Supervision and control. Is the Government telling contractor employees how to do the work on a day-to-day basis? Setting their hours? Assigning specific tasks in real-time? Approving leave? If a Government supervisor is managing contractor personnel the same way they manage GS employees, that’s the biggest single indicator.
Performance on-site at Government facilities. Contractor personnel working at Government desks, using Government equipment, embedded in a Government office. Not conclusive by itself, but it’s a significant factor when combined with supervision.
Services applied directly to the Government organization. The contractor provides services that are applied directly to the integral effort of the agency or an organizational subpart. Put simply, the contractor’s people are doing the agency’s core work rather than providing a distinct service or deliverable.
Comparable to Government positions. The work is comparable to that of civil service employees. If you could post this as a GS position description and it would look identical, that’s a flag.
The two-question shortcut: When you’re screening a requirement, start with these two questions: (1) Are we using this contract because we can’t hire someone? and (2) Will Government personnel supervise these contractor employees day-to-day? If both answers are yes, you likely have a personal services problem.

3 The Common Misconception

Here’s where people get it wrong: just because a contractor is providing a “service” doesn’t make it “personal services.”

People hear “personal services” and think it means any service performed by a person. It doesn’t. You can have a contractor providing IT support, janitorial services, engineering analysis, or logistics support. All of those involve people performing services. None of them are inherently personal services.

The word “personal” refers to the relationship, not the service. It’s about whether the Government is acting as the employer. A janitor who comes to your building on a schedule set by their company, supervised by their company manager, using a company-provided checklist? That’s non-personal. A janitor who reports to a Government supervisor, gets told which rooms to clean and when, and has their leave approved by a Government employee? Now you’re in personal services territory.

The same work can be personal or non-personal depending entirely on how it’s structured. The distinction is in the relationship, not the task.


4 Side-by-Side: Same Service, Different Structure

Here are two scenarios involving the exact same service (administrative support) to show how the structure changes the classification.

Personal Services

Scenario: The unit needs admin help. A contractor employee sits at a Government desk and takes daily direction from the flight commander. The commander assigns tasks throughout the day, reprioritizes work on the fly, approves time off, and evaluates performance informally. The contractor employee attends staff meetings as a “team member.”

Why it’s personal: Government supervisor controls the work and manages the individual. The contractor employee is functionally indistinguishable from a GS employee. The contract exists because the unit couldn’t get a billet filled.

Non-personal Services

Scenario: The unit needs admin help. They contract with a company to provide administrative support services. The company assigns its own people, manages their schedules, and has an on-site project manager who takes tasking from the Government COR. The deliverable is completed administrative work product (processed travel orders, updated trackers, filed documents), not the individual’s time.

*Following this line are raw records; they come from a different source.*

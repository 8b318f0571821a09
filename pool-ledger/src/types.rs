//! Core types for the pool ledger
//!
//! Amounts are unsigned integers in the smallest token unit (micro-STX),
//! sized like the contract's `uint`.

use serde::{Deserialize, Serialize};
use std::collections::BTreeMap;
use std::fmt;

/// Token amount in the smallest unit
pub type Amount = u128;

/// Name the pool contract is deployed under
pub const POOL_CONTRACT_NAME: &str = "pool-manager";

/// Account or contract address
///
/// Standard principals are plain addresses (`ST1PQ...`); contract
/// principals are `<deployer>.<contract-name>`.
#[derive(Debug, Clone, PartialEq, Eq, PartialOrd, Ord, Hash, Serialize, Deserialize)]
#[serde(try_from = "String", into = "String")]
pub struct Principal(String);

impl Principal {
    /// Parse a principal, rejecting empty or malformed addresses
    pub fn parse(s: impl Into<String>) -> crate::Result<Self> {
        let s = s.into();
        if s.is_empty() || s.chars().any(char::is_whitespace) {
            return Err(crate::Error::InvalidPrincipal(s));
        }
        if let Some((address, name)) = s.split_once('.') {
            if address.is_empty() || name.is_empty() || name.contains('.') {
                return Err(crate::Error::InvalidPrincipal(s));
            }
        }
        Ok(Self(s))
    }

    /// Contract principal for `name` deployed by `deployer`
    pub fn contract(deployer: &Principal, name: &str) -> crate::Result<Self> {
        Self::parse(format!("{}.{}", deployer.address(), name))
    }

    /// Get as string
    pub fn as_str(&self) -> &str {
        &self.0
    }

    /// Address part (the deployer for contract principals)
    pub fn address(&self) -> &str {
        match self.0.split_once('.') {
            Some((address, _)) => address,
            None => &self.0,
        }
    }

    /// Contract name, if this is a contract principal
    pub fn contract_name(&self) -> Option<&str> {
        self.0.split_once('.').map(|(_, name)| name)
    }

    /// Check if this is a contract principal
    pub fn is_contract(&self) -> bool {
        self.contract_name().is_some()
    }
}

impl TryFrom<String> for Principal {
    type Error = crate::Error;

    fn try_from(s: String) -> crate::Result<Self> {
        Self::parse(s)
    }
}

impl From<Principal> for String {
    fn from(p: Principal) -> Self {
        p.0
    }
}

impl fmt::Display for Principal {
    fn fmt(&self, f: &mut fmt::Formatter<'_>) -> fmt::Result {
        write!(f, "{}", self.0)
    }
}

/// Native token movement between a participant and the pool
#[derive(Debug, Clone, PartialEq, Eq, Serialize, Deserialize)]
pub struct TransferEvent {
    /// Principal the tokens leave
    pub sender: Principal,

    /// Principal the tokens arrive at
    pub recipient: Principal,

    /// Amount moved, carried as a decimal string on the wire
    #[serde(with = "amount_string")]
    pub amount: Amount,

    /// Transfer memo (always empty for pool transfers)
    #[serde(default)]
    pub memo: String,
}

impl TransferEvent {
    /// Transfer with an empty memo
    pub fn new(sender: Principal, recipient: Principal, amount: Amount) -> Self {
        Self {
            sender,
            recipient,
            amount,
            memo: String::new(),
        }
    }
}

/// Event emitted by a public contract call
#[derive(Debug, Clone, PartialEq, Eq, Serialize, Deserialize)]
#[serde(tag = "event", content = "data", rename_all = "snake_case")]
pub enum ContractEvent {
    /// Native token transfer
    StxTransferEvent(TransferEvent),
}

impl ContractEvent {
    /// Event name as it appears on the wire
    pub fn name(&self) -> &'static str {
        match self {
            ContractEvent::StxTransferEvent(_) => "stx_transfer_event",
        }
    }

    /// Transfer payload
    pub fn transfer(&self) -> &TransferEvent {
        match self {
            ContractEvent::StxTransferEvent(t) => t,
        }
    }
}

impl From<TransferEvent> for ContractEvent {
    fn from(t: TransferEvent) -> Self {
        ContractEvent::StxTransferEvent(t)
    }
}

/// Point-in-time copy of the pool state
#[derive(Debug, Clone, PartialEq, Eq, Serialize, Deserialize)]
pub struct PoolSnapshot {
    /// Pool contract principal
    pub contract: Principal,

    /// Sum of all participant balances
    #[serde(with = "amount_string")]
    pub total_pool_size: Amount,

    /// Balance held in custody by the contract
    #[serde(with = "amount_string")]
    pub contract_balance: Amount,

    /// Number of participants with a positive balance
    pub participant_count: u64,

    /// Balances by participant, ordered by principal
    #[serde(with = "amount_map")]
    pub balances: BTreeMap<Principal, Amount>,
}

/// Serialize amounts as decimal strings so they survive JSON consumers
/// that cannot represent 128-bit integers. Plain integers up to `u64::MAX`
/// are accepted on input.
pub(crate) mod amount_string {
    use super::Amount;
    use serde::{de, Deserializer, Serializer};
    use std::fmt;

    pub fn serialize<S: Serializer>(amount: &Amount, s: S) -> Result<S::Ok, S::Error> {
        s.serialize_str(&amount.to_string())
    }

    pub fn deserialize<'de, D: Deserializer<'de>>(d: D) -> Result<Amount, D::Error> {
        d.deserialize_any(AmountVisitor)
    }

    struct AmountVisitor;

    impl<'de> de::Visitor<'de> for AmountVisitor {
        type Value = Amount;

        fn expecting(&self, f: &mut fmt::Formatter<'_>) -> fmt::Result {
            write!(f, "a decimal string or unsigned integer")
        }

        fn visit_str<E: de::Error>(self, v: &str) -> Result<Amount, E> {
            v.parse().map_err(E::custom)
        }

        fn visit_u64<E: de::Error>(self, v: u64) -> Result<Amount, E> {
            Ok(Amount::from(v))
        }

        fn visit_i64<E: de::Error>(self, v: i64) -> Result<Amount, E> {
            Amount::try_from(v).map_err(E::custom)
        }
    }
}

/// Balance maps with decimal-string values
mod amount_map {
    use super::{Amount, Principal};
    use serde::{ser::SerializeMap, Deserialize, Deserializer, Serializer};
    use std::collections::BTreeMap;

    #[derive(Deserialize)]
    struct Wire(#[serde(with = "super::amount_string")] Amount);

    pub fn serialize<S: Serializer>(
        balances: &BTreeMap<Principal, Amount>,
        s: S,
    ) -> Result<S::Ok, S::Error> {
        let mut map = s.serialize_map(Some(balances.len()))?;
        for (participant, balance) in balances {
            map.serialize_entry(participant, &balance.to_string())?;
        }
        map.end()
    }

    pub fn deserialize<'de, D: Deserializer<'de>>(
        d: D,
    ) -> Result<BTreeMap<Principal, Amount>, D::Error> {
        let wire = BTreeMap::<Principal, Wire>::deserialize(d)?;
        Ok(wire.into_iter().map(|(p, Wire(b))| (p, b)).collect())
    }
}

Why it’s non-personal: The company manages its people. The Government evaluates the work product, not the individual’s day. Contractor personnel aren’t supervised by Government employees.

Notice the pattern. Same service, same building, maybe even the same desk. The difference is entirely in who’s supervising. Once the Government starts directing contractor employees as if they were its own, you’ve crossed the line.

5 What To Do When You Spot It

If a requirement crosses your desk and it looks like personal services, you have options.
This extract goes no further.